▶ Instructions to follow: In the records below, find the line holding "fn format_date(date: &str)" and the line holding "max = values.iter().copied().fold(f64::NEG_INFINITY, f64::max);". Set down both, with every line between them, exactly.

Content starts

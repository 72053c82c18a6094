use clap::{Parser, Subcommand};
use lightweight_core::metrics::start_of_week;
use lightweight_core::*;
use std::io::{self, BufRead, Write};
use std::path::{Path, PathBuf};

#[derive(Parser)]
#[command(name = "lw")]
#[command(about = "LightWeight workout log", long_about = None)]
struct Cli {
    #[command(subcommand)]
    command: Option<Commands>,

    /// Override data directory
    #[arg(long, global = true)]
    data_dir: Option<PathBuf>,

    /// Show debug logging
    #[arg(long, short, global = true)]
    verbose: bool,
}

#[derive(Subcommand)]
enum Commands {
    /// List exercises with last set, best set and a sparkline (default)
    Exercises {
        /// Only show exercises containing this text
        #[arg(long, short)]
        search: Option<String>,
    },

    /// Log a set
    Log {
        /// Exercise name
        exercise: String,

        /// Weight lifted
        #[arg(long, short, allow_negative_numbers = true)]
        weight: f64,

        /// Repetitions
        #[arg(long, short, allow_negative_numbers = true)]
        reps: i64,

        /// Date as YYYY-MM-DD (defaults to today)
        #[arg(long, short)]
        date: Option<String>,

        /// Free-text notes
        #[arg(long, short)]
        notes: Option<String>,
    },

    /// Show best set, estimated 1RM, trend and history for one exercise
    Show {
        exercise: String,
    },

    /// Add an exercise to the list
    Add {
        name: String,
    },

    /// Rename an exercise, or type DELETE to remove it from the list
    Rename {
        exercise: String,

        /// New name or DELETE; prompts when omitted
        input: Option<String>,
    },

    /// Show the most recently logged sets
    Recent,

    /// Show totals and a trend chart
    Stats {
        /// Exercise to chart (defaults to the first listed)
        #[arg(long, short)]
        exercise: Option<String>,
    },

    /// Export a backup
    Export {
        /// Output file (defaults to lightweight-backup-<date>.json)
        #[arg(long, short)]
        out: Option<PathBuf>,

        /// Export the set log as CSV instead
        #[arg(long)]
        csv: bool,
    },

    /// Import a backup, replacing all sets
    Import {
        file: PathBuf,
    },

    /// Delete all sets and exercises
    Clear {
        /// Skip the confirmation prompt
        #[arg(long)]
        yes: bool,
    },
}

fn main() -> Result<()> {
    let cli = Cli::parse();

    if cli.verbose {
        lightweight_core::logging::init_with_level("debug");
    } else {
        lightweight_core::logging::init();
    }

    match run(cli) {
        Err(e) if e.is_recoverable() => {
            eprintln!("✗ {}", e);
            std::process::exit(2);
        }
        other => other,
    }
}

fn run(cli: Cli) -> Result<()> {
    let config = Config::load()?;
    let data_dir = cli.data_dir.unwrap_or_else(|| config.data.data_dir.clone());
    tracing::debug!("Using data directory {:?}", data_dir);

    let mut book = Logbook::open(JsonFileBackend::new(&data_dir))?;

    match cli.command {
        Some(Commands::Exercises { search }) => {
            cmd_exercises(&book, search.as_deref(), &config)
        }
        Some(Commands::Log {
            exercise,
            weight,
            reps,
            date,
            notes,
        }) => cmd_log(&mut book, exercise, weight, reps, date, notes),
        Some(Commands::Show { exercise }) => cmd_show(&book, &exercise, &config),
        Some(Commands::Add { name }) => cmd_add(&mut book, &name),
        Some(Commands::Rename { exercise, input }) => cmd_rename(&mut book, &exercise, input),
        Some(Commands::Recent) => cmd_recent(&book, &config),
        Some(Commands::Stats { exercise }) => cmd_stats(&book, exercise, &config),
        Some(Commands::Export { out, csv }) => cmd_export(&book, out, csv),
        Some(Commands::Import { file }) => cmd_import(&mut book, &file),
        Some(Commands::Clear { yes }) => cmd_clear(&mut book, yes),
        None => cmd_exercises(&book, None, &config),
    }
}

fn cmd_exercises<P: Persistence>(
    book: &Logbook<P>,
    search: Option<&str>,
    config: &Config,
) -> Result<()> {
    let summaries = book.summaries(search.unwrap_or(""), config.charts.sparkline_points);
    let count = summaries.len();
    println!("{} exercise{}", count, if count == 1 { "" } else { "s" });

    if summaries.is_empty() {
        println!("\n  No exercises yet. Add one, then log a set.");
        return Ok(());
    }

    println!();
    for summary in summaries {
        let last = summary
            .last
            .map(|s| format!("{} · {}", set_label(s), format_date(&s.date)))
            .unwrap_or_else(|| "No sets yet".into());
        let best = summary
            .best
            .map(|b| set_label(b.set))
            .unwrap_or_else(|| "—".into());
        let one_rm = summary
            .best
            .and_then(|b| b.value)
            .map(|v| format!("~{} 1RM", v.round()))
            .unwrap_or_else(|| "—".into());

        println!("  {:<24} {}", summary.name, sparkline(&summary.sparkline));
        println!("    Last: {}  Best: {}  {}", last, best, one_rm);
    }

    Ok(())
}

fn cmd_log<P: Persistence>(
    book: &mut Logbook<P>,
    exercise: String,
    weight: f64,
    reps: i64,
    date: Option<String>,
    notes: Option<String>,
) -> Result<()> {
    let draft = NewSet {
        exercise,
        date,
        weight,
        reps,
        notes,
    };
    let set = book.append(draft)?;

    println!(
        "✓ Set added: {} {} · {}",
        set.exercise,
        set_label(&set),
        format_date(&set.date)
    );
    Ok(())
}

fn cmd_show<P: Persistence>(book: &Logbook<P>, exercise: &str, config: &Config) -> Result<()> {
    let last = book.last_set(exercise);
    let best = book.best_set(exercise);

    println!("\n╭─────────────────────────────────────────╮");
    println!("│  {}", exercise.trim());
    println!("╰─────────────────────────────────────────╯");
    println!();

    match last {
        Some(s) => println!("  Last: {} · {}", set_label(s), format_date(&s.date)),
        None => println!("  No sets yet"),
    }
    println!(
        "  Best set: {}",
        best.map(|b| set_label(b.set)).unwrap_or_else(|| "—".into())
    );
    println!(
        "  Best 1RM: {}",
        best.and_then(|b| b.value)
            .map(|v| format!("~{}", v.round()))
            .unwrap_or_else(|| "—".into())
    );
    println!(
        "  Last trained: {}",
        last.map(|s| format_date(&s.date))
            .unwrap_or_else(|| "—".into())
    );
    println!();

    print_trend(
        &book.trend(exercise, config.charts.trend_points),
        "Log at least 2 sets to see a trend.",
    );

    let history = book.history(exercise, config.history.detail_limit);
    println!();
    if history.is_empty() {
        println!("  No sets yet.");
    }
    for set in history {
        print_set_line(set);
    }
    println!();

    Ok(())
}

fn cmd_add<P: Persistence>(book: &mut Logbook<P>, name: &str) -> Result<()> {
    if name.trim().is_empty() {
        return Err(Error::Validation("exercise name is empty".into()));
    }
    if book.add_exercise(name)? {
        println!("✓ Exercise added.");
    } else {
        println!("Already in your list.");
    }
    Ok(())
}

fn cmd_rename<P: Persistence>(
    book: &mut Logbook<P>,
    exercise: &str,
    input: Option<String>,
) -> Result<()> {
    let input = match input {
        Some(input) => Some(input),
        None => prompt_rename(exercise)?,
    };

    match book.resolve_rename(exercise, input.as_deref())? {
        RenameOutcome::Noop => println!("Nothing changed."),
        RenameOutcome::Deleted => {
            println!("✓ Removed from list.");
            if !book.sets_for(exercise).is_empty() {
                println!("  Logged sets remain stored, so it still shows up.");
            }
        }
        RenameOutcome::Renamed { name, affected } => {
            println!("✓ Renamed to {} ({} sets).", name, affected)
        }
    }
    Ok(())
}

fn cmd_recent<P: Persistence>(book: &Logbook<P>, config: &Config) -> Result<()> {
    let recent = book.recent(config.history.recent_limit);
    if recent.is_empty() {
        println!("No sets yet. Log your first set.");
        return Ok(());
    }
    for set in recent {
        print_set_line(set);
    }
    Ok(())
}

fn cmd_stats<P: Persistence>(
    book: &Logbook<P>,
    exercise: Option<String>,
    config: &Config,
) -> Result<()> {
    let today = book.today();
    println!("  Total sets: {}", book.total_sets());
    println!(
        "  This week:  {} (since {})",
        book.this_week_count(),
        start_of_week(today).format("%a %b %-d")
    );
    println!();

    let Some(name) = exercise.or_else(|| book.list_all().into_iter().next()) else {
        println!("  Log some sets first.");
        return Ok(());
    };

    println!("  {}", name.trim());
    print_trend(
        &book.trend(&name, config.charts.trend_points),
        "Need at least 2 sets for a trend.",
    );
    Ok(())
}

fn cmd_export<P: Persistence>(book: &Logbook<P>, out: Option<PathBuf>, csv: bool) -> Result<()> {
    let path = out.unwrap_or_else(|| {
        let name = book.backup_file_name();
        if csv {
            PathBuf::from(name.replace(".json", ".csv"))
        } else {
            PathBuf::from(name)
        }
    });

    if csv {
        let file = std::fs::File::create(&path)?;
        let count = book.export_csv(io::BufWriter::new(file))?;
        println!("✓ Exported {} sets to {}", count, path.display());
    } else {
        let doc = book.export();
        std::fs::write(&path, doc.to_json_pretty()?)?;
        println!(
            "✓ Exported {} sets and {} exercises to {}",
            doc.sets.len(),
            doc.exercises.len(),
            path.display()
        );
    }
    Ok(())
}

fn cmd_import<P: Persistence>(book: &mut Logbook<P>, file: &Path) -> Result<()> {
    let text = std::fs::read_to_string(file)?;
    let report = book.import(&text)?;

    println!("✓ Imported {} sets.", report.sets);
    if let Some(exercises) = report.exercises {
        println!("  Exercise list replaced ({} entries).", exercises);
    }
    Ok(())
}

fn cmd_clear<P: Persistence>(book: &mut Logbook<P>, yes: bool) -> Result<()> {
    if !yes && !confirm("Clear all data? This cannot be undone. [y/N] ")? {
        println!("Nothing changed.");
        return Ok(());
    }
    book.clear()?;
    println!("✓ Cleared.");
    Ok(())
}

// ----------------------------------------------------------------------------
// Presentation helpers
// ----------------------------------------------------------------------------

fn set_label(set: &WorkoutSet) -> String {
    format!("{}×{}", set.weight, set.reps)
}

/// "Jan 8" for stored dates, the raw text for malformed legacy dates
fn format_date(date: &str) -> String {
    parse_iso_date(date)
        .map(|d| d.format("%b %-d").to_string())
        .unwrap_or_else(|| date.to_string())
}

fn print_set_line(set: &WorkoutSet) {
    let notes = set
        .notes
        .as_deref()
        .map(|n| format!("  ({})", n))
        .unwrap_or_default();
    println!(
        "  {:<8} {:<24} {}{}",
        format_date(&set.date),
        set.exercise,
        set_label(set),
        notes
    );
}

fn print_trend(trend: &Trend, not_enough: &str) {
    match trend {
        Trend::Series(values) => {
            println!("  {}", sparkline(values));
            if let Some(latest) = trend.latest() {
                println!("  ~{} latest est. 1RM", latest.round());
            }
        }
        Trend::SinglePoint(value) => {
            println!("  ~{} est. 1RM", value.round());
            println!("  {}", not_enough);
        }
        Trend::NoData => println!("  {}", not_enough),
    }
}

/// Block-glyph sparkline; empty for fewer than 2 points
fn sparkline(values: &[f64]) -> String {
    const BARS: [char; 8] = ['▁', '▂', '▃', '▄', '▅', '▆', '▇', '█'];

    if values.len() < 2 {
        return String::new();
    }
    let min = values.iter().copied().fold(f64::INFINITY, f64::min);
    let max = values.iter().copied().fold(f64::NEG_INFINITY, f64::max);
    let range = if max > min { max - min } else { 1.0 };

    values
        .iter()
        .map(|v| {
            let idx = (((v - min) / range) * (BARS.len() - 1) as f64).round() as usize;
            BARS[idx.min(BARS.len() - 1)]
        })
        .collect()
}

fn prompt_rename(exercise: &str) -> Result<Option<String>> {
    println!("Rename exercise '{}':", exercise.trim());
    println!("  - Type a NEW name to rename");
    println!("  - Type DELETE to remove it from your exercise list");
    println!("  (Logged sets remain stored.)");
    print!("> ");
    io::stdout().flush()?;

    let mut input = String::new();
    if io::stdin().lock().read_line(&mut input)? == 0 {
        return Ok(None);
    }
    Ok(Some(input))
}

fn confirm(question: &str) -> Result<bool> {
    print!("{}", question);
    io::stdout().flush()?;

    let mut input = String::new();
    io::stdin().lock().read_line(&mut input)?;
    Ok(matches!(input.trim().to_lowercase().as_str(), "y" | "yes"))
}
impl Pairer {
    pub fn new(rules: PairingRules, initial_epoch: Epoch) -> Self {
        Self {
            rules,
            resets: ResetRegistry::new(initial_epoch),
            by_epoch: HashMap::new(),
            seen: HashSet::new(),
        }
    }

    pub fn from_config(config: &RelinkConfig) -> Self {
        Self::new(PairingRules::from_config(config), config.initial_epoch)
    }

    pub fn rules(&self) -> &PairingRules {
        &self.rules
    }

    pub fn resets(&self) -> &ResetRegistry {
        &self.resets
    }

    /// Register a reset and pair the signals already held on either side
    pub fn add_reset(
        &mut self,
        old_epoch: Epoch,
        new_epoch: Epoch,
        occurred_at: DateTime<Utc>,
    ) -> Result<(ResetEvent, Vec<Candidate>)> {
        let reset = self.resets.register(old_epoch, new_epoch, occurred_at)?;
        info!(
            "Registered {} (epoch {} -> {}) at {}",
            reset.id, old_epoch, new_epoch, occurred_at
        );

        let pres = self.held(old_epoch);
        let posts = self.held(new_epoch);

        let mut candidates = Vec::new();
        for post in posts {
            if !self.rules.post_in_window(post, &reset) {
                continue;
            }
            for pre in pres {
                if let Some(c) = self.candidate(pre, post, &reset) {
                    candidates.push(c);
                }
            }
        }
        Ok((reset, candidates))
    }

    /// Admit a released signal and pair it against the other side of each
    /// adjacent reset
    pub fn admit(&mut self, signal: Signal) -> Vec<Candidate> {
        if !self.seen.insert(signal.id()) {
            debug!("{} already paired, skipping", signal.id());
            return Vec::new();
        }

        let signal = Arc::new(signal);
        let epoch = signal.source_epoch();
        let mut candidates = Vec::new();

        if let Some(reset) = self.resets.leaving(epoch).copied() {
            if self.rules.pre_in_window(&signal, &reset) {
                for post in self.held(reset.new_epoch) {
                    if self.rules.post_in_window(post, &reset) {
                        candidates.extend(self.candidate(&signal, post, &reset));
                    }
                }
            }
        }

        if let Some(reset) = self.resets.entering(epoch).copied() {
            if self.rules.post_in_window(&signal, &reset) {
                for pre in self.held(reset.old_epoch) {
                    candidates.extend(self.candidate(pre, &signal, &reset));
                }
            } else {
                debug!(
                    "{} lies outside the horizon of {}, not paired",
                    signal.id(),
                    reset.id
                );
            }
        }

        self.by_epoch.entry(epoch).or_default().push(signal);
        candidates
    }

    pub fn has_seen(&self, id: &SignalId) -> bool {
        self.seen.contains(id)
    }

    fn held(&self, epoch: Epoch) -> &[Arc<Signal>] {
        self.by_epoch.get(&epoch).map(Vec::as_slice).unwrap_or(&[])
    }

    fn candidate(
        &self,
        pre: &Arc<Signal>,
        post: &Arc<Signal>,
        reset: &ResetEvent,
    ) -> Option<Candidate> {
        if !self.rules.pre_in_window(pre, reset) {
            return None;
        }
        if !self.rules.observers_collude(pre.observer(), post.observer()) {
            return None;
        }

        let gap = post.collected_at() - reset.occurred_at;
        Some(Candidate {
            pair: CandidatePair {
                pair_id: PairId::new(reset.id, pre.source(), post.source()),
                pre_signal: pre.id(),
                post_signal: post.id(),
                gap_ms: gap.num_milliseconds(),
            },
            pre: Arc::clone(pre),
            post: Arc::clone(post),
            reset: *reset,
        })
    }

    /// Drop held signals that no open reset window can use any more
    ///
    /// A signal is dead once the reset into its epoch (if any) and the reset
    /// out of it have both closed by `cutoff`. Dropped signals are forgotten
    /// by the duplicate check too. Returns how many were dropped.
    pub fn prune(&mut self, cutoff: DateTime<Utc>) -> usize {
        let mut dead_epochs = Vec::new();
        for &epoch in self.by_epoch.keys() {
            let entering_closed = self
                .resets
                .entering(epoch)
                .map_or(true, |r| self.rules.window_closed(r, cutoff));
            let leaving_closed = self
                .resets
                .leaving(epoch)
                .is_some_and(|r| self.rules.window_closed(r, cutoff));
            if entering_closed && leaving_closed {
                dead_epochs.push(epoch);
            }
        }

        let mut dropped = 0;
        for epoch in dead_epochs {
            if let Some(signals) = self.by_epoch.remove(&epoch) {
                dropped += signals.len();
                for signal in &signals {
                    self.seen.remove(&signal.id());
                }
            }
        }
        if dropped > 0 {
            debug!("Pruned {} signals from closed epochs", dropped);
        }
        dropped
    }

    /// Signals currently held for pairing
    pub fn held_count(&self) -> usize {
        self.by_epoch.values().map(Vec::len).sum()
    }
}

Content ends

▶ Result of the exercise:
fn format_date(date: &str) -> String {
    parse_iso_date(date)
        .map(|d| d.format("%b %-d").to_string())
        .unwrap_or_else(|| date.to_string())
}

fn print_set_line(set: &WorkoutSet) {
    let notes = set
        .notes
        .as_deref()
        .map(|n| format!("  ({})", n))
        .unwrap_or_default();
    println!(
        "  {:<8} {:<24} {}{}",
        format_date(&set.date),
        set.exercise,
        set_label(set),
        notes
    );
}

fn print_trend(trend: &Trend, not_enough: &str) {
    match trend {
        Trend::Series(values) => {
            println!("  {}", sparkline(values));
            if let Some(latest) = trend.latest() {
                println!("  ~{} latest est. 1RM", latest.round());
            }
        }
        Trend::SinglePoint(value) => {
            println!("  ~{} est. 1RM", value.round());
            println!("  {}", not_enough);
        }
        Trend::NoData => println!("  {}", not_enough),
    }
}

/// Block-glyph sparkline; empty for fewer than 2 points
fn sparkline(values: &[f64]) -> String {
    const BARS: [char; 8] = ['▁', '▂', '▃', '▄', '▅', '▆', '▇', '█'];

    if values.len() < 2 {
        return String::new();
    }
    let min = values.iter().copied().fold(f64::INFINITY, f64::min);
    let max = values.iter().copied().fold(f64::NEG_INFINITY, f64::max);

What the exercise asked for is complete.